Saved data entries
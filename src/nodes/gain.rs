/// Gain node - applies an automated gain envelope to a signal
///
/// output[i] = input[i] * gain(t_i)

use crate::audio_node::{AudioNode, ProcessContext};
use crate::param::AudioParam;

/// Gain node with an automated envelope
pub struct GainNode {
    gain: AudioParam,
    gain_buffer: Vec<f32>,
}

impl GainNode {
    pub fn new(gain: AudioParam) -> Self {
        Self {
            gain,
            gain_buffer: Vec::new(),
        }
    }

    /// The gain envelope
    pub fn envelope(&self) -> &AudioParam {
        &self.gain
    }
}

impl AudioNode for GainNode {
    fn process_block(&mut self, input: &[f32], output: &mut [f32], context: &ProcessContext) {
        debug_assert_eq!(input.len(), output.len(), "Input buffer length mismatch");

        self.gain_buffer.resize(output.len(), 0.0);
        self.gain
            .fill_block(context.block_start_time, context.sample_rate, &mut self.gain_buffer);

        for ((out, &sample), &gain) in output.iter_mut().zip(input).zip(self.gain_buffer.iter()) {
            *out = sample * gain;
        }
    }

    fn name(&self) -> &str {
        "GainNode"
    }
}

#[cfg(test)]
mod tests {
    use super::*;

    #[test]
    fn test_gain_follows_envelope() {
        let mut env = AudioParam::new(0.0);
        env.set_value_at_time(0.0, 0.0).unwrap();
        env.linear_ramp_to_value_at_time(1.0, 1.0).unwrap();
        let mut node = GainNode::new(env);

        let ctx = ProcessContext::new(0.0, 10.0, 11);
        let input = vec![2.0; 11];
        let mut out = vec![0.0; 11];
        node.process_block(&input, &mut out, &ctx);

        assert!((out[0] - 0.0).abs() < 1e-6);
        assert!((out[5] - 1.0).abs() < 1e-5);
        assert!((out[10] - 2.0).abs() < 1e-5);
    }

    #[test]
    fn test_constant_gain() {
        let mut node = GainNode::new(AudioParam::new(0.5));
        let ctx = ProcessContext::new(3.0, 44100.0, 4);
        let mut out = vec![0.0; 4];
        node.process_block(&[1.0, -1.0, 0.5, 0.0], &mut out, &ctx);

        assert_eq!(out, vec![0.5, -0.5, 0.25, 0.0]);
    }
}
//! # Flypast - Procedural Onboarding Intro
//!
//! Flypast plays a one-shot audio-visual intro before a user reaches the
//! main application: a jet fly-by, a capsule drop with a falling whistle
//! and an impact boom. Every sound is synthesized on the fly; no audio
//! assets are shipped.
//!
//! ## Core Features
//!
//! - **Sample-accurate automation**: Web Audio style `AudioParam` curves
//!   (set, linear ramp, exponential ramp) drive frequency, gain and pan
//! - **Procedural cues**: filtered noise sweep, falling tone, impact boom
//! - **Declarative timeline**: one `(offset, action)` table drives phases and cues
//! - **Cancellable scheduler**: one tokio task walks the timeline in offset order
//! - **Graceful degradation**: without an audio device the visuals run silently
//! - **Offline rendering**: the whole sequence renders to a stereo WAV file
//!
//! ## Quick Start
//!
//! ```no_run
//! use flypast::{
//!     AudioEngine, DeviceContextFactory, LoggingObserver, PhaseTimeline, SequenceController,
//! };
//!
//! # async fn run() {
//! let engine = AudioEngine::new(Box::new(DeviceContextFactory::new(1.0)));
//! let controller =
//!     SequenceController::new(engine, PhaseTimeline::reference(), LoggingObserver);
//!
//! controller.start();
//! controller.wait_until_complete().await;
//! # }
//! ```
//!
//! ### Rendering to a file
//!
//! ```no_run
//! use flypast::{PhaseTimeline, RenderConfig, SequenceRenderer};
//! use std::path::Path;
//!
//! let renderer = SequenceRenderer::new(RenderConfig::default());
//! let stats = renderer
//!     .render_to_file(&PhaseTimeline::reference(), Path::new("intro.wav"))
//!     .unwrap();
//! stats.print_summary();
//! ```
//!
//! ## Modules
//!
//! - [`param`]: automation curves
//! - [`nodes`]: block-processing audio nodes
//! - [`graph`] / [`mixer`]: one-shot voice graphs and the destination mixer
//! - [`context`] / [`device`]: offline and real-time audio contexts
//! - [`synth`]: cue graph builders
//! - [`engine`]: the per-session audio engine
//! - [`timeline`] / [`sequence`] / [`observer`]: scheduling and notification
//! - [`config`], [`render`], [`assistant`], [`flow`]

pub mod assistant;
pub mod audio_node;
pub mod config;
pub mod context;
pub mod cue;
pub mod device;
pub mod engine;
pub mod error;
pub mod flow;
pub mod graph;
pub mod mixer;
pub mod nodes;
pub mod observer;
pub mod param;
pub mod render;
pub mod sequence;
pub mod synth;
pub mod timeline;

pub use config::{AudioConfig, FlypastConfig};
pub use context::{
    AudioContext, ContextFactory, ContextState, OfflineContext, OfflineContextFactory,
    UnsupportedContextFactory,
};
pub use cue::{AudioCue, CueConfig, CueEffect, CueKind, ImpactBoomParams, NoiseSweepParams, ToneSweepParams};
pub use device::{DeviceContext, DeviceContextFactory};
pub use engine::{AudioEngine, CuePlayer};
pub use error::{FlypastError, Result};
pub use flow::{AppStage, OnboardingFlow};
pub use graph::VoiceGraph;
pub use mixer::GraphHandle;
pub use observer::{ChannelObserver, LoggingObserver, ObserverEvent, PhaseObserver};
pub use param::{AudioParam, FLOOR};
pub use render::{RenderConfig, RenderStats, RenderedAudio, SequenceRenderer};
pub use sequence::{SequenceController, StartOutcome};
pub use synth::ToneSynthesizer;
pub use timeline::{Phase, PhaseTimeline, TimelineAction, TimelineConfig, TimelineEntry};
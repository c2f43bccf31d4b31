/// Stereo panner node - equal-power panning of a mono signal
///
/// Pan values range from -1.0 (full left) to 1.0 (full right).
/// Center position (0.0) distributes signal equally to both channels.
///
/// Equal-power law ensures constant perceived loudness across pan positions:
/// - pan_angle = (pan + 1.0) * PI / 4.0
/// - left = input * cos(pan_angle)
/// - right = input * sin(pan_angle)

use crate::audio_node::ProcessContext;
use crate::param::AudioParam;
use std::f32::consts::FRAC_PI_4;

/// Mono-to-stereo panner with automated position
///
/// Unlike the other nodes this one has two outputs, so it is not an
/// `AudioNode`; the graph calls [`StereoPannerNode::process_stereo`].
pub struct StereoPannerNode {
    pan: AudioParam,
    pan_buffer: Vec<f32>,
}

impl StereoPannerNode {
    pub fn new(pan: AudioParam) -> Self {
        Self {
            pan,
            pan_buffer: Vec::new(),
        }
    }

    /// Pan position automation
    pub fn position(&self) -> &AudioParam {
        &self.pan
    }

    /// Pan `input` and ADD the result into `left` and `right`
    pub fn process_stereo(
        &mut self,
        input: &[f32],
        left: &mut [f32],
        right: &mut [f32],
        context: &ProcessContext,
    ) {
        debug_assert_eq!(input.len(), left.len(), "Left buffer length mismatch");
        debug_assert_eq!(input.len(), right.len(), "Right buffer length mismatch");

        self.pan_buffer.resize(input.len(), 0.0);
        self.pan
            .fill_block(context.block_start_time, context.sample_rate, &mut self.pan_buffer);

        for i in 0..input.len() {
            let (left_gain, right_gain) = pan_gains(self.pan_buffer[i]);
            left[i] += input[i] * left_gain;
            right[i] += input[i] * right_gain;
        }
    }
}

/// Equal-power channel gains for a pan position
pub fn pan_gains(pan: f32) -> (f32, f32) {
    let angle = (pan.clamp(-1.0, 1.0) + 1.0) * FRAC_PI_4;
    (angle.cos(), angle.sin())
}

#[cfg(test)]
mod tests {
    use super::*;

    #[test]
    fn test_hard_left_and_right() {
        let (l, r) = pan_gains(-1.0);
        assert!((l - 1.0).abs() < 1e-6 && r.abs() < 1e-6);

        let (l, r) = pan_gains(1.0);
        assert!(l.abs() < 1e-6 && (r - 1.0).abs() < 1e-6);
    }

    #[test]
    fn test_center_is_equal_power() {
        let (l, r) = pan_gains(0.0);
        assert!((l - r).abs() < 1e-6);
        assert!((l * l + r * r - 1.0).abs() < 1e-6);
    }

    #[test]
    fn test_out_of_range_is_clamped() {
        assert_eq!(pan_gains(-3.0), pan_gains(-1.0));
        assert_eq!(pan_gains(2.0), pan_gains(1.0));
    }

    #[test]
    fn test_sweep_moves_signal_left_to_right() {
        let mut pan = AudioParam::new(-1.0);
        pan.set_value_at_time(-1.0, 0.0).unwrap();
        pan.linear_ramp_to_value_at_time(1.0, 1.0).unwrap();
        let mut node = StereoPannerNode::new(pan);

        let frames = 101;
        let ctx = ProcessContext::new(0.0, 100.0, frames);
        let input = vec![1.0; frames];
        let mut left = vec![0.0; frames];
        let mut right = vec![0.0; frames];
        node.process_stereo(&input, &mut left, &mut right, &ctx);

        assert!(left[0] > 0.99 && right[0] < 0.01);
        assert!((left[50] - right[50]).abs() < 0.01);
        assert!(left[100] < 0.01 && right[100] > 0.99);
    }

    #[test]
    fn test_output_is_accumulated() {
        let mut node = StereoPannerNode::new(AudioParam::new(0.0));
        let ctx = ProcessContext::new(0.0, 100.0, 2);
        let mut left = vec![1.0; 2];
        let mut right = vec![1.0; 2];
        node.process_stereo(&[1.0, 1.0], &mut left, &mut right, &ctx);

        let (l, r) = pan_gains(0.0);
        assert!((left[0] - (1.0 + l)).abs() < 1e-6);
        assert!((right[1] - (1.0 + r)).abs() < 1e-6);
    }
}
/// Block-based audio processing - core abstraction for cue graphs
///
/// Every node in a voice graph implements `AudioNode`. Nodes process a
/// whole block at once; parameters are automated on the audio context
/// clock, so each block carries the context time of its first frame.

/// Context passed to all nodes during block processing
#[derive(Debug, Clone, Copy, PartialEq)]
pub struct ProcessContext {
    /// Context time (seconds) of the first frame in the block
    pub block_start_time: f64,

    /// Sample rate (usually 44100.0 or 48000.0 Hz)
    pub sample_rate: f32,

    /// Number of frames to process in this block
    pub block_size: usize,
}

impl ProcessContext {
    pub fn new(block_start_time: f64, sample_rate: f32, block_size: usize) -> Self {
        Self {
            block_start_time,
            sample_rate,
            block_size,
        }
    }

    /// Context time of a frame within the block
    pub fn time_at_offset(&self, offset: usize) -> f64 {
        self.block_start_time + offset as f64 / self.sample_rate as f64
    }
}

/// Core trait for block-based audio processing
///
/// Source nodes ignore `input` (it is empty). Processing nodes read
/// `input` and write the same number of frames to `output`.
pub trait AudioNode: Send {
    /// Process an entire block of audio
    ///
    /// # Arguments
    /// * `input` - Upstream block (empty for sources)
    /// * `output` - Output buffer (length = `context.block_size`)
    /// * `context` - Block timing (context clock, sample rate)
    fn process_block(&mut self, input: &[f32], output: &mut [f32], context: &ProcessContext);

    /// Get a human-readable name for this node (for debugging)
    fn name(&self) -> &str {
        "AudioNode"
    }

    /// Playable length in seconds for finite sources (buffers)
    ///
    /// `None` means the node runs until its graph is retired.
    fn length(&self) -> Option<f64> {
        None
    }
}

*Aim of the task*: Set down, from the entries above, exactly the lines from the one with "let (left_gain, right_gain)" up to and including the one with "let (l, r) = pan_gains(-1.0);", and no other lines.

*Worked solution*:
            let (left_gain, right_gain) = pan_gains(self.pan_buffer[i]);
            left[i] += input[i] * left_gain;
            right[i] += input[i] * right_gain;
        }
    }
}

/// Equal-power channel gains for a pan position
pub fn pan_gains(pan: f32) -> (f32, f32) {
    let angle = (pan.clamp(-1.0, 1.0) + 1.0) * FRAC_PI_4;
    (angle.cos(), angle.sin())
}

#[cfg(test)]
mod tests {
    use super::*;

    #[test]
    fn test_hard_left_and_right() {
        let (l, r) = pan_gains(-1.0);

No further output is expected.